Exercise directions — Each line of the listing below containing the word "IpfsHash" should be returned.

Records for the task —

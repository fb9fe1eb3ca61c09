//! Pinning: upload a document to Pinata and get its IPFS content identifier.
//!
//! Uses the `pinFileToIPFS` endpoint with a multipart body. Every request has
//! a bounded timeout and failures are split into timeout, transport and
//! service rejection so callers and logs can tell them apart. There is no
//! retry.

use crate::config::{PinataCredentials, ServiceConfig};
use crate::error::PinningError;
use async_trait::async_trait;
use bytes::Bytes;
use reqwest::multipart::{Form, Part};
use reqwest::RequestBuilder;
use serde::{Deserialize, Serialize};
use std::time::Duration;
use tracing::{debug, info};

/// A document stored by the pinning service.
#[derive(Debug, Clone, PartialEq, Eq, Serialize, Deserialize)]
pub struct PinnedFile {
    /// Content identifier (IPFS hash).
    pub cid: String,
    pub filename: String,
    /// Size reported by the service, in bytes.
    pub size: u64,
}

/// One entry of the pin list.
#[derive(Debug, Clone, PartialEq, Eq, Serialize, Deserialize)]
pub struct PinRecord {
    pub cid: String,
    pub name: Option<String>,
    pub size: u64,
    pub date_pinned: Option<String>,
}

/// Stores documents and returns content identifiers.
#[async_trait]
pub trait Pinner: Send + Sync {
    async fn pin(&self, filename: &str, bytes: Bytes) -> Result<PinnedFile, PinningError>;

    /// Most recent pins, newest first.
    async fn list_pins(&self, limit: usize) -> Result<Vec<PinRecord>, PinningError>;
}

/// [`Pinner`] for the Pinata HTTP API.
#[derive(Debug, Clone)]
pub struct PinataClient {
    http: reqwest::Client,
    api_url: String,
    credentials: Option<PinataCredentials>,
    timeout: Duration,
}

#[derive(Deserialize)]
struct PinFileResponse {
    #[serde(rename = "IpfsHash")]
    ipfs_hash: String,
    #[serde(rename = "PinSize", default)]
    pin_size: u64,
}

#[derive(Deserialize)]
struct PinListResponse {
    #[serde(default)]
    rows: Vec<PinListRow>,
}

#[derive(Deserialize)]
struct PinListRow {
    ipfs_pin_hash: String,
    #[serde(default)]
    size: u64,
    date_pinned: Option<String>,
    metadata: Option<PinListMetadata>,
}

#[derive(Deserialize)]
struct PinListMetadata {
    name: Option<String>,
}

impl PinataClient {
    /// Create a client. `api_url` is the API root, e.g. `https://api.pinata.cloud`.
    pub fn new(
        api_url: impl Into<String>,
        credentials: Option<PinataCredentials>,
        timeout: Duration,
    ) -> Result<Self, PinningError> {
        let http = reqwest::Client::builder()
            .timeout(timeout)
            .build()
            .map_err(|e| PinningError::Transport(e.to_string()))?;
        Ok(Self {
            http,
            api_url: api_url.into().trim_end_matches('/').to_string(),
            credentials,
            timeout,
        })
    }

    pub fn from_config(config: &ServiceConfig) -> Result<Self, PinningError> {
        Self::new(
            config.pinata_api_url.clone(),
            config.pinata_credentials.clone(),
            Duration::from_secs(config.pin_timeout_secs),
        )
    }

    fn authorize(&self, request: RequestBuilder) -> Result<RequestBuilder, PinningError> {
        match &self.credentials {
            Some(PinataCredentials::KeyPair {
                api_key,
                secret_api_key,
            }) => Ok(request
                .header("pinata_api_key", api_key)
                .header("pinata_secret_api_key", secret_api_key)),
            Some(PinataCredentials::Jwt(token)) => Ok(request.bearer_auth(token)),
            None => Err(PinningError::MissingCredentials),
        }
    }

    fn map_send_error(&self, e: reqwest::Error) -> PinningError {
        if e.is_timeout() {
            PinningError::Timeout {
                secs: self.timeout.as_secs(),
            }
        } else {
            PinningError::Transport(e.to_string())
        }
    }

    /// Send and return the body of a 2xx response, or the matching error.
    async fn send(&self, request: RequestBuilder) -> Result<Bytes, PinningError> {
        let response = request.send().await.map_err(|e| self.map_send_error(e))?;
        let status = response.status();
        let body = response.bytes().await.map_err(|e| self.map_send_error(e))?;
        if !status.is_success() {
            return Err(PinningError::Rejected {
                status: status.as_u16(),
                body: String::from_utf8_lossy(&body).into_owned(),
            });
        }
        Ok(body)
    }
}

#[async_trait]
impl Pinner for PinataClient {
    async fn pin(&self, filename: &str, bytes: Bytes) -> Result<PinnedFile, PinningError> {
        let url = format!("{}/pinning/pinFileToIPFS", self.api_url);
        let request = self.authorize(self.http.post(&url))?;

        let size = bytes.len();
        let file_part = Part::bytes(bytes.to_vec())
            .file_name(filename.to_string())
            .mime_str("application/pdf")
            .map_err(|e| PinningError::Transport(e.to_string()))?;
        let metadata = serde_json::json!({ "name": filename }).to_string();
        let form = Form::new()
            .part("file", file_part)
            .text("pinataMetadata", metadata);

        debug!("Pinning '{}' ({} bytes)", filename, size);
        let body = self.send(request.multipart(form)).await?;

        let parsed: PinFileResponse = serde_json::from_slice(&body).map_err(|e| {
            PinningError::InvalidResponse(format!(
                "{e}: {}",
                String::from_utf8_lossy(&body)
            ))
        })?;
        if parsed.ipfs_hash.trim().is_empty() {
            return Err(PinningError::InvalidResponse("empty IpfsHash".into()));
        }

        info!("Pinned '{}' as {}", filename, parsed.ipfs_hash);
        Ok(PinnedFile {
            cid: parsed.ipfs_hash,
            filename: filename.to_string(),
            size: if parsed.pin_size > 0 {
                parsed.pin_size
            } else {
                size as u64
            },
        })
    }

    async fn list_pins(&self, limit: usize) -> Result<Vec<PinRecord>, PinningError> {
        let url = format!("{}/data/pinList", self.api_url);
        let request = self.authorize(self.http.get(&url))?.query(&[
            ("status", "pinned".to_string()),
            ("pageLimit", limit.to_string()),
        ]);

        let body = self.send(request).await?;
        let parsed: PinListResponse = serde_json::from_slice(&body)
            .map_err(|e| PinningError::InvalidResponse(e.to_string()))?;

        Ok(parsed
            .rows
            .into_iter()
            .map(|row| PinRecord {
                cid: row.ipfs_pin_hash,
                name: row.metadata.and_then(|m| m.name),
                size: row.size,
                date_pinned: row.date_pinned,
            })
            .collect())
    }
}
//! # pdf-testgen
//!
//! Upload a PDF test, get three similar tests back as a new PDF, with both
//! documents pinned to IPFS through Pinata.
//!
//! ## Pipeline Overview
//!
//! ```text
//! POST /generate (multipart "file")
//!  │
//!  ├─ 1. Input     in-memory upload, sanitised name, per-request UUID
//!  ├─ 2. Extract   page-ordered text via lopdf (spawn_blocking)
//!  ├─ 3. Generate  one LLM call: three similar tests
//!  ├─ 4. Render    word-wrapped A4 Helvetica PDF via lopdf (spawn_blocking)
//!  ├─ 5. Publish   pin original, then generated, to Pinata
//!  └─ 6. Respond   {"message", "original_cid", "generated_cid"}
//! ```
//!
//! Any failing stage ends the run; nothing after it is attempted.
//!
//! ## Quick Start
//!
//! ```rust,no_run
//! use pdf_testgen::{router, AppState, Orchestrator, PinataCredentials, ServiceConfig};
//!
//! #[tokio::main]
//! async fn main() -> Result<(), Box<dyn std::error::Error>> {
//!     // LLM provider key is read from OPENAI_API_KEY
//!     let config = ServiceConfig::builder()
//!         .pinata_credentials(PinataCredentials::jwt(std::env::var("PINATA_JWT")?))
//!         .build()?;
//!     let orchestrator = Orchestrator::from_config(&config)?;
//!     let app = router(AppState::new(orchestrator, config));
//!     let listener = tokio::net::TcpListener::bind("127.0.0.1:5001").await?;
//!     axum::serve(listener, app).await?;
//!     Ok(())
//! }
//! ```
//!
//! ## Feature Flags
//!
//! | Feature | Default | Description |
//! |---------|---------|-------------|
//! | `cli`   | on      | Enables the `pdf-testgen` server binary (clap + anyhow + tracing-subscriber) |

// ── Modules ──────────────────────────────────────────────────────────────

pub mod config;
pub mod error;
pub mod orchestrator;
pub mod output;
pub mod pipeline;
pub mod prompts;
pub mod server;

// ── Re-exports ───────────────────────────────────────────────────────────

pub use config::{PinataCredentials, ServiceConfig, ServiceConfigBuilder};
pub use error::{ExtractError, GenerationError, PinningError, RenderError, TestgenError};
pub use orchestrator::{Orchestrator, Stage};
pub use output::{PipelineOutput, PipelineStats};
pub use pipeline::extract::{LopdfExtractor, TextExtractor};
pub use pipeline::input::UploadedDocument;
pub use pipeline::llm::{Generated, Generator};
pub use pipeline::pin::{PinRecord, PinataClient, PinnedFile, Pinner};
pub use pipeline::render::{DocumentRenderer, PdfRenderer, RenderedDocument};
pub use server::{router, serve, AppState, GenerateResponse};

Solution to this problem —
    #[serde(rename = "IpfsHash")]
            return Err(PinningError::InvalidResponse("empty IpfsHash".into()));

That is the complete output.